A model spreading quietly
Albany isn't pioneering this alone. As of 2023, more than a dozen similar multidisciplinary teams were operating across the country, according to the American Psychiatric Association. Cities like Denver, San Francisco, and Charlotte have launched versions tailored to their own streets. The model is spreading because it works on multiple fronts at once.
Police departments have noticed something unexpected: when mental health professionals handle mental health crises, public safety actually improves. "We need to meet them where they're at," Albany's police chief Brendan Cox said. "If we don't get that clinic to them, we're just going to continue to see disorder. We can have this whole spectrum of responses that don't always have to involve the police and start getting people the services they need and increase public health, increase public safety."
It's rare to hear a police chief advocate for fewer police interventions. But the logic is sound: officers trained to enforce law aren't trained to de-escalate psychiatric episodes. Social workers trained in trauma and mental health are. When you send the right person to the right crisis, outcomes improve across the board.
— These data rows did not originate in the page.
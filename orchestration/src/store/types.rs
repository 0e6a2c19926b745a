//! Issue record types shared by every store backend.
//!
//! The external tracker is authoritative; these types are the in-process
//! cache of its records. `updated_at` is monotonic per issue.

use chrono::{DateTime, Utc};
use serde::{Deserialize, Serialize};
use std::collections::{BTreeMap, BTreeSet};

/// Issue lifecycle status.
#[derive(Debug, Clone, Copy, PartialEq, Eq, Hash, Serialize, Deserialize)]
#[serde(rename_all = "snake_case")]
pub enum IssueStatus {
    Open,
    InProgress,
    Closed,
}

impl std::fmt::Display for IssueStatus {
    fn fmt(&self, f: &mut std::fmt::Formatter<'_>) -> std::fmt::Result {
        match self {
            Self::Open => write!(f, "open"),
            Self::InProgress => write!(f, "in_progress"),
            Self::Closed => write!(f, "closed"),
        }
    }
}

impl std::str::FromStr for IssueStatus {
    type Err = String;

    fn from_str(s: &str) -> Result<Self, Self::Err> {
        match s.trim().to_ascii_lowercase().as_str() {
            "open" => Ok(Self::Open),
            "in_progress" | "in-progress" => Ok(Self::InProgress),
            "closed" | "done" => Ok(Self::Closed),
            other => Err(format!("unknown issue status: {other}")),
        }
    }
}

/// Issue kind as the tracker models it.
#[derive(Debug, Clone, Copy, PartialEq, Eq, Hash, Serialize, Deserialize)]
#[serde(rename_all = "snake_case")]
pub enum IssueType {
    Bug,
    Feature,
    Task,
    Epic,
    Chore,
}

impl std::fmt::Display for IssueType {
    fn fmt(&self, f: &mut std::fmt::Formatter<'_>) -> std::fmt::Result {
        match self {
            Self::Bug => write!(f, "bug"),
            Self::Feature => write!(f, "feature"),
            Self::Task => write!(f, "task"),
            Self::Epic => write!(f, "epic"),
            Self::Chore => write!(f, "chore"),
        }
    }
}

/// Priority level: 0 is highest, 4 is lowest.
#[derive(
    Debug, Clone, Copy, PartialEq, Eq, PartialOrd, Ord, Hash, Serialize, Deserialize,
)]
#[serde(transparent)]
pub struct Priority(u8);

impl Priority {
    pub const HIGHEST: Priority = Priority(0);
    pub const LOWEST: Priority = Priority(4);

    /// Create a priority, clamping into `0..=4`.
    pub fn new(level: u8) -> Self {
        Self(level.min(4))
    }

    pub fn level(&self) -> u8 {
        self.0
    }

    pub fn is_urgent(&self) -> bool {
        self.0 == 0
    }
}

impl Default for Priority {
    fn default() -> Self {
        Priority(2)
    }
}

impl std::fmt::Display for Priority {
    fn fmt(&self, f: &mut std::fmt::Formatter<'_>) -> std::fmt::Result {
        write!(f, "P{}", self.0)
    }
}

/// Dependency edge kinds.
#[derive(Debug, Clone, Copy, PartialEq, Eq, Hash, Serialize, Deserialize)]
#[serde(rename_all = "kebab-case")]
pub enum DependencyKind {
    /// The target must close before this issue is ready.
    Blocks,
    ParentChild,
    Related,
    DiscoveredFrom,
}

/// A dependency on another issue.
#[derive(Debug, Clone, PartialEq, Eq, Serialize, Deserialize)]
pub struct Dependency {
    pub depends_on: String,
    pub kind: DependencyKind,
}

impl Dependency {
    pub fn blocks(depends_on: impl Into<String>) -> Self {
        Self {
            depends_on: depends_on.into(),
            kind: DependencyKind::Blocks,
        }
    }
}

/// An issue record.
#[derive(Debug, Clone, PartialEq, Serialize, Deserialize)]
pub struct Issue {
    pub id: String,
    pub title: String,
    #[serde(default)]
    pub description: String,
    pub status: IssueStatus,
    #[serde(default)]
    pub priority: Priority,
    #[serde(rename = "type")]
    pub issue_type: IssueType,
    #[serde(default)]
    pub labels: BTreeSet<String>,
    pub created_at: DateTime<Utc>,
    pub updated_at: DateTime<Utc>,
    #[serde(default, skip_serializing_if = "Option::is_none")]
    pub closed_at: Option<DateTime<Utc>>,
    #[serde(default, skip_serializing_if = "BTreeMap::is_empty")]
    pub metadata: BTreeMap<String, String>,
    #[serde(default, skip_serializing_if = "Vec::is_empty")]
    pub dependencies: Vec<Dependency>,
}

impl Issue {
    pub fn has_label(&self, label: &str) -> bool {
        self.labels.contains(label)
    }

    /// Labels whose value contains `fragment` (used for domain hints and
    /// run tagging, where labels follow a `prefix:value` convention).
    pub fn labels_containing(&self, fragment: &str) -> Vec<&str> {
        self.labels
            .iter()
            .filter(|l| l.contains(fragment))
            .map(|l| l.as_str())
            .collect()
    }

    /// Ids of issues that must close before this one is ready.
    pub fn blocking_ids(&self) -> impl Iterator<Item = &str> {
        self.dependencies
            .iter()
            .filter(|d| d.kind == DependencyKind::Blocks)
            .map(|d| d.depends_on.as_str())
    }

    pub fn is_open(&self) -> bool {
        matches!(self.status, IssueStatus::Open | IssueStatus::InProgress)
    }
}

/// Fields for creating a new issue.
#[derive(Debug, Clone, Default)]
pub struct NewIssue {
    pub title: String,
    pub issue_type: Option<IssueType>,
    pub priority: Option<Priority>,
    pub labels: Vec<String>,
    pub description: String,
}

impl NewIssue {
    pub fn new(title: impl Into<String>) -> Self {
        Self {
            title: title.into(),
            ..Default::default()
        }
    }

    pub fn with_type(mut self, issue_type: IssueType) -> Self {
        self.issue_type = Some(issue_type);
        self
    }

    pub fn with_priority(mut self, priority: Priority) -> Self {
        self.priority = Some(priority);
        self
    }

    pub fn with_label(mut self, label: impl Into<String>) -> Self {
        self.labels.push(label.into());
        self
    }

    pub fn with_description(mut self, description: impl Into<String>) -> Self {
        self.description = description.into();
        self
    }
}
For unhoused people themselves, the shift is material. It means accessing care without the fear of arrest, without the humiliation of being treated as a public disorder rather than a person in need. It means prescriptions filled and housing pathways opened, not handcuffs and a cycle back to the same street corner.
Albany's team is still new—early enough that we don't yet have long-term outcome data. But the momentum is building. As more cities watch and learn, the question isn't whether street psychiatry works. It's how long until it becomes the standard response, not the exception.